The U.N. Security Council would be making a mistake if it moves forward with attempts to strike an agreement this week with Iran to end economic sanctions without demanding answers about whether the country has worked to develop nuclear weapons.
In a column for The Wall Street Journal,
David Albright, a former Iraq U.N. inspector, and Bruno Tertrais, senior research fellow at the Foundation for Strategic Research in Paris, argue that a critical prerequisite for any final agreement must be for Iran to address the questions it has been evading by inspectors of the International Atomic Energy Agency about its nuclear weapons development.
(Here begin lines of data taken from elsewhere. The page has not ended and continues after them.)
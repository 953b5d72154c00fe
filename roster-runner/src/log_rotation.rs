//! Size-based rotation of the status log.
//!
//! Once `status.log` reaches 10 MiB it is renamed to `status.log.1`, older
//! copies shift up by one and anything past `status.log.5` is dropped.

use std::fs;
use std::io;
use std::path::{Path, PathBuf};

/// Size at which the status log is rotated (10 MiB).
pub const MAX_LOG_BYTES: u64 = 10 * 1024 * 1024;

/// Rotated copies kept next to the live log.
pub const MAX_ROTATED_FILES: usize = 5;

/// Rotate `log_path` once it holds at least `max_bytes`.
///
/// Returns `Ok(true)` when a rotation happened. A log that does not exist
/// yet is not an error.
pub fn rotate_if_needed(log_path: &Path, max_bytes: u64, max_files: usize) -> io::Result<bool> {
    let size = match fs::metadata(log_path) {
        Ok(meta) => meta.len(),
        Err(err) if err.kind() == io::ErrorKind::NotFound => return Ok(false),
        Err(err) => return Err(err),
    };
    if size < max_bytes || max_files == 0 {
        return Ok(false);
    }

    let oldest = numbered_path(log_path, max_files);
    if oldest.exists() {
        fs::remove_file(&oldest)?;
    }
    for n in (1..max_files).rev() {
        let from = numbered_path(log_path, n);
        if from.exists() {
            fs::rename(&from, numbered_path(log_path, n + 1))?;
        }
    }
    fs::rename(log_path, numbered_path(log_path, 1))?;

    // Leave an empty live log so appenders never race a missing file.
    fs::OpenOptions::new()
        .create(true)
        .truncate(true)
        .write(true)
        .open(log_path)?;
    Ok(true)
}

/// Rotate `<home>/.roster/logs/status.log` if it has grown too large.
///
/// Failures are logged and otherwise ignored.
pub fn rotate_logs(home: &Path) {
    let status_log = crate::paths::status_log_path(home);
    match rotate_if_needed(&status_log, MAX_LOG_BYTES, MAX_ROTATED_FILES) {
        Ok(true) => tracing::info!(path = %status_log.display(), "status log rotated"),
        Ok(false) => {}
        Err(err) => {
            tracing::warn!(path = %status_log.display(), error = %err, "status log rotation failed")
        }
    }
}

/// `status.log` → `status.log.<n>`
pub(crate) fn numbered_path(base: &Path, n: usize) -> PathBuf {
    let name = base
        .file_name()
        .and_then(|s| s.to_str())
        .unwrap_or(crate::paths::STATUS_LOG);
    base.with_file_name(format!("{name}.{n}"))
}
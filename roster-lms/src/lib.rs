//! # roster-lms
//!
//! Destination directory clients implementing
//! [`roster_core::DirectoryClient`]:
//!
//! - [`HttpDirectory`]: JSON over HTTP with Basic auth
//! - [`DryRunDirectory`]: records the calls a run would make

pub mod dry_run;
pub mod error;
pub mod http;

pub use dry_run::{DryRunCall, DryRunDirectory};
pub use error::DirectoryError;
pub use http::HttpDirectory;
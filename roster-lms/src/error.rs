//! Error types for roster-lms.

use thiserror::Error;

use roster_core::RemoteError;

/// Transport-level failures of the HTTP destination client.
#[derive(Debug, Error)]
pub enum DirectoryError {
    /// The destination answered with a non-success status.
    #[error("{operation}: HTTP {status}: {body}")]
    Status {
        operation: &'static str,
        status: u16,
        body: String,
    },

    /// Connection, DNS, TLS or timeout failure.
    #[error("{operation}: transport error: {message}")]
    Transport {
        operation: &'static str,
        message: String,
    },

    /// The response body was not the expected JSON.
    #[error("{operation}: malformed response: {source}")]
    Decode {
        operation: &'static str,
        #[source]
        source: std::io::Error,
    },

    /// `password_env` names a variable that is not set.
    #[error("environment variable {var} is not set")]
    MissingPassword { var: String },
}

impl DirectoryError {
    pub fn operation(&self) -> &'static str {
        match self {
            DirectoryError::Status { operation, .. }
            | DirectoryError::Transport { operation, .. }
            | DirectoryError::Decode { operation, .. } => *operation,
            DirectoryError::MissingPassword { .. } => "connect",
        }
    }
}

impl From<DirectoryError> for RemoteError {
    fn from(err: DirectoryError) -> Self {
        let operation = err.operation();
        let message = match &err {
            DirectoryError::Status { status, body, .. } if body.is_empty() => {
                format!("HTTP {status}")
            }
            DirectoryError::Status { status, body, .. } => format!("HTTP {status}: {body}"),
            DirectoryError::Transport { message, .. } => message.clone(),
            DirectoryError::Decode { source, .. } => format!("malformed response: {source}"),
            DirectoryError::MissingPassword { .. } => err.to_string(),
        };
        RemoteError::new(operation, message)
    }
}

#[cfg(test)]
mod tests {
    use super::*;

    #[test]
    fn status_error_maps_to_remote_error() {
        let remote: RemoteError = DirectoryError::Status {
            operation: "create_person",
            status: 409,
            body: "duplicate sync key".to_string(),
        }
        .into();
        assert_eq!(remote.operation, "create_person");
        assert_eq!(remote.message, "HTTP 409: duplicate sync key");
    }

    #[test]
    fn empty_body_is_omitted() {
        let remote: RemoteError = DirectoryError::Status {
            operation: "delete_person",
            status: 500,
            body: String::new(),
        }
        .into();
        assert_eq!(remote.to_string(), "delete_person failed: HTTP 500");
    }
}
"Alarm bells should be going off in the West," the experts wrote. "If Iran is able to successfully evade questions about a weapons program now, when biting sanctions on oil exports and financial transactions are in place, why would it address them later when these sanctions are lifted? What use will an agreement be if Iran can hide a capacity to secretly build nuclear bombs?"
Albright and Tertrais wrote that it has been a mistake for the Security Council and Germany — known as P5+1 — to focus mostly on Tehran's uranium-enrichment and plutonium-production capabilities throughout its negotiations.
"To be credible, a final agreement must ensure that any effort by Tehran to construct a bomb would be sufficiently time-consuming and detectable that the international community could act decisively to prevent Iran from succeeding," they wrote.
"It is critical to know whether the Islamic Republic had a nuclear-weapons program in the past, how far the work on warheads advanced, and whether it continues. Without clear answers to these questions, outsiders will be unable to determine how fast the Iranian regime could construct either a crude nuclear-test device or a deliverable weapon if it chose to renege on an agreement."
Albright and Tertrais say that Iran has for decades resisted answering direct questions about its weapons program, and its recent offer to compile a "comprehensive document" of all of the country's nuclear work may simply be a stalling strategy to get sanctions lifted when the interim agreement from last year expires in July.
"To ensure that the Iranian regime doesn't benefit from running down the clock, the U.S. and its European allies should make clear that no agreement is possible unless Tehran addresses the IAEA's concerns. If Iran remains unwilling, the message should be crisp: no further sanctions relief. If non-cooperation continues, the P5+1 would be wise to start planning more crippling sanctions well before the official January 2015 deadline for a final agreement."
Albright and Tertrais also argued that assurances by the Iranian regime that it has never had nuclear-weapons aspirations go against all of the evidence compiled by the United States and its main European allies as recently as 2003.
They added that unless the inspectors are permitted the access it has been denied to Iran's military sites to accurately assess the country's claims, an agreement should not be on the table at this stage.
"Washington and the Europeans have arrived at a critical juncture. If the West fails to demand that Iran verifiably fess up to the military dimensions of its nuclear program, the odds are good that Ayatollah Khamenei would be able to build the bomb without fear of discovery," they wrote.